Abstract

Summary

The assessment of novel phylogenetic models and inference methods is routinely being conducted via experiments on simulated as well as empirical data. When generating synthetic data it is often unclear how to set simulation parameters for the models and generate trees that appropriately reflect empirical model parameter distributions and tree shapes. As a solution, we present and make available a new database called ‘RAxML Grove’ currently comprising more than 60 000 inferred trees and respective model parameter estimates from fully anonymized empirical datasets that were analyzed using RAxML and RAxML-NG on two web servers. We also describe and make available two simple applications of RAxML Grove to exemplify its usage and highlight its utility for designing realistic simulation studies and analyzing empirical model parameter and tree shape distributions.

Availability and implementation

RAxML Grove is freely available at https://github.com/angtft/RAxMLGrove.

Supplementary information

Supplementary data are available at Bioinformatics online.

1 Introduction

The field of computational phylogenetics focuses on developing inference methods and models for reconstructing the evolutionary history among distinct species. Inferring the evolutionary history of the species under study commonly involves sequencing and aligning the species’ genomes (or parts thereof) to obtain a multiple sequence alignment (MSA), which typically serves as input for a phylogenetic inference method. There exists a plethora of widely used tools for phylogenetic inference such as, for instance, BEAST (Drummond et al., 2012), IQ-TREE (Nguyen et al., 2015) and FastTree2 (Price et al., 2010). For developing and assessing new phylogenetic algorithms, tools and models, using empirical data as well as realistic simulated data is mandatory (e.g. for submissions to Bioinformatics). To the best of our knowledge, there exist two empirical online databases comprising a sizable amount of phylogenetic data (i.e. thousands of phylogenetic trees): TreeBASE (Piel et al., 2009) and PhyloFacts (http://phylogenomics.berkeley.edu/). TreeBASE offers published peer-reviewed phylogenetic datasets. It also offers programmatic access to all data files via a web API and currently comprises approximately 13 000 phylogenies. The PhyloFacts database contains over 50 000 trees with their respective MSAs. However, it appears that the last update of the main database was conducted in September 2011. In addition, it does not offer programmatic data access.
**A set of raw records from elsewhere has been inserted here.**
use std::env;
use std::str::FromStr;

#[derive(Debug, Clone, Copy, PartialEq, Eq)]
pub enum Environment {
    Development,
    Production,
}

impl Environment {
    pub fn as_str(&self) -> &'static str {
        match self {
            Environment::Development => "development",
            Environment::Production => "production",
        }
    }

    pub fn from_env() -> Self {
        match env::var("ENVIRONMENT")
            .unwrap_or_else(|_| "development".to_string())
            .to_lowercase()
            .as_str()
        {
            "production" | "prod" => Environment::Production,
            _ => Environment::Development,
        }
    }
}

/// Read a string variable, falling back to `default` when unset.
pub fn env_or(name: &str, default: &str) -> String {
    env::var(name).unwrap_or_else(|_| default.to_string())
}

/// Read a variable that is meaningful only when set to a non-blank value.
pub fn env_opt(name: &str) -> Option<String> {
    env::var(name)
        .ok()
        .map(|v| v.trim().to_string())
        .filter(|v| !v.is_empty())
}

/// Parse a variable, falling back to `default` when unset or unparsable.
pub fn env_parse<T: FromStr>(name: &str, default: T) -> T {
    env::var(name)
        .ok()
        .and_then(|s| s.trim().parse().ok())
        .unwrap_or(default)
}
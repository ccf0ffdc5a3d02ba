use super::RemoteStore;
use crate::errors::{ArtifactError, Result};
use crate::paths::key_to_relative;
use reqwest::StatusCode;
use reqwest::blocking::{Client, Response};
use reqwest::header::HeaderMap;
use std::time::Duration;
use url::Url;

const VERSION_HEADER: &str = "x-amz-version-id";
/// Marks a token taken from the `ETag` of an unversioned bucket.
const ETAG_PREFIX: &str = "etag:";

/// S3-compatible object store reached over plain HTTP(S).
///
/// `HEAD` reports the object version through `x-amz-version-id`. Unversioned
/// buckets have no such header, so the `ETag` is returned instead as
/// `etag:<value>`. Fetching a real version passes `versionId`; fetching an
/// `etag:` token is a plain `GET` guarded by `If-Match`, and answers
/// [`ArtifactError::Transport`] when the object changed in between.
///
/// This is synchronous (uses `reqwest::blocking`); the client timeout bounds
/// every request.
pub struct HttpStore {
    base_url: Url,
    client: Client,
}

impl HttpStore {
    pub fn new(base_url: &str, timeout: Duration) -> Result<Self> {
        let base = format!("{}/", base_url.trim_end_matches('/'));
        let base_url = Url::parse(&base)
            .map_err(|e| ArtifactError::transport(format!("invalid store url {base_url}: {e}")))?;

        let client = Client::builder()
            .timeout(timeout)
            .build()
            .map_err(|e| ArtifactError::transport(format!("failed to build http client: {e}")))?;

        Ok(Self { base_url, client })
    }

    fn object_url(&self, path: &str) -> Result<Url> {
        // Validates the key the same way the local cache does.
        let relative = key_to_relative(path)?;
        let relative = relative.to_string_lossy().replace('\\', "/");
        self.base_url
            .join(&relative)
            .map_err(|e| ArtifactError::InvalidPath(format!("{path}: {e}")))
    }

    fn check_status(response: Response, path: &str, version: Option<&str>) -> Result<Response> {
        let status = response.status();
        if status == StatusCode::NOT_FOUND {
            return Err(ArtifactError::not_found(path, version));
        }
        if !status.is_success() {
            return Err(ArtifactError::transport(format!(
                "{path}: store answered {status}"
            )));
        }
        Ok(response)
    }
}

fn header_value<'a>(headers: &'a HeaderMap, name: &str) -> Option<&'a str> {
    headers
        .get(name)
        .and_then(|value| value.to_str().ok())
        .map(|value| value.trim().trim_matches('"'))
        .filter(|value| !value.is_empty())
}

fn transport(path: &str, err: reqwest::Error) -> ArtifactError {
    if err.is_timeout() {
        ArtifactError::transport(format!("{path}: request timed out"))
    } else {
        ArtifactError::transport(format!("{path}: {err}"))
    }
}

impl RemoteStore for HttpStore {
    fn head(&self, path: &str) -> Result<String> {
        let url = self.object_url(path)?;
        let response = self
            .client
            .head(url)
            .send()
            .map_err(|e| transport(path, e))?;
        let response = Self::check_status(response, path, None)?;

        let headers = response.headers();
        if let Some(version) = header_value(headers, VERSION_HEADER)
            && version != "null"
        {
            return Ok(version.to_string());
        }
        header_value(headers, reqwest::header::ETAG.as_str())
            .map(|etag| format!("{ETAG_PREFIX}{etag}"))
            .ok_or_else(|| ArtifactError::transport(format!("{path}: no version header")))
    }

    fn fetch(&self, path: &str, version: Option<&str>) -> Result<Vec<u8>> {
        let mut url = self.object_url(path)?;
        let etag = version.and_then(|v| v.strip_prefix(ETAG_PREFIX));
        if let Some(version) = version
            && etag.is_none()
        {
            url.query_pairs_mut().append_pair("versionId", version);
        }

        let mut request = self.client.get(url);
        if let Some(etag) = etag {
            request = request.header(reqwest::header::IF_MATCH, format!("\"{etag}\""));
        }

        let response = request.send().map_err(|e| transport(path, e))?;
        if response.status() == StatusCode::PRECONDITION_FAILED {
            return Err(ArtifactError::transport(format!(
                "{path}: object changed since {}",
                version.unwrap_or_default()
            )));
        }
        let response = Self::check_status(response, path, version)?;

        let bytes = response.bytes().map_err(|e| transport(path, e))?;
        Ok(bytes.to_vec())
    }

    fn delete(&self, path: &str) -> Result<()> {
        let url = self.object_url(path)?;
        let response = self
            .client
            .delete(url)
            .send()
            .map_err(|e| transport(path, e))?;
        Self::check_status(response, path, None).map(|_| ())
    }
}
With the RAxML Grove (RG) database we offer a new, freely accessible database with a different focus and data collection model. The main goal of RG is to provide data that allows one to study, summarize and extract empirical parameter distributions, tree shapes and other ’interesting’ characteristics (e.g. the missing data pattern or the size distribution of MSA data partitions) of phylogenetic inferences on empirical datasets. These data can subsequently be used for informing the design of realistic simulation studies that reflect the properties of empirical data, thereby supporting the development of novel models and methods. In addition, RG is a constantly growing database as it perpetually collects phylogenetic trees and parameter estimates inferred by users on the RAxML (Stamatakis, 2014)/RAxML-NG (Kozlov et al., 2019) web servers at the San Diego Supercomputer Center (Miller et al., 2010) and the SIB Swiss Institute of Bioinformatics (https://raxml-ng.vital-it.ch). In contrast to TreeBASE and PhyloFacts, we do not make available either the MSAs or the original taxon names in the trees to protect unpublished work by the web server users.

2 Data collection

RAxML typically requires the user to specify an MSA file and a substitution model to infer a tree. When RAxML terminates, it returns the best tree it was able to find as well as maximum likelihood (ML) model parameter estimates (e.g. the substitution rates, branch lengths, base frequencies etc.). As tree inference under ML is computationally expensive, it can be conducted on the respective RAxML/RAxML-NG web servers (https://raxml-ng.vital-it.ch, Miller et al., 2010). Anyone can submit jobs to these servers to infer trees with RAxML. The servers report the availability of the result files back to the user once the inference has completed. We use these result files as well as the user supplied MSA and partition files to generate anonymized files comprising numerical information about the MSA and the inferred tree(s) on the respective web servers. During the anonymization, we replace all taxon and partition names by generic names and recover only specific subsets of the data available in the RAxML/RAxML-NG log files. The data we collect are the inferred best trees (and per-partition trees, if available) along with branch lengths and the following quantities for every partition: The inferred base frequencies, the substitution model used, the number of alignment sites and other quantities which we describe in Supplementary Material.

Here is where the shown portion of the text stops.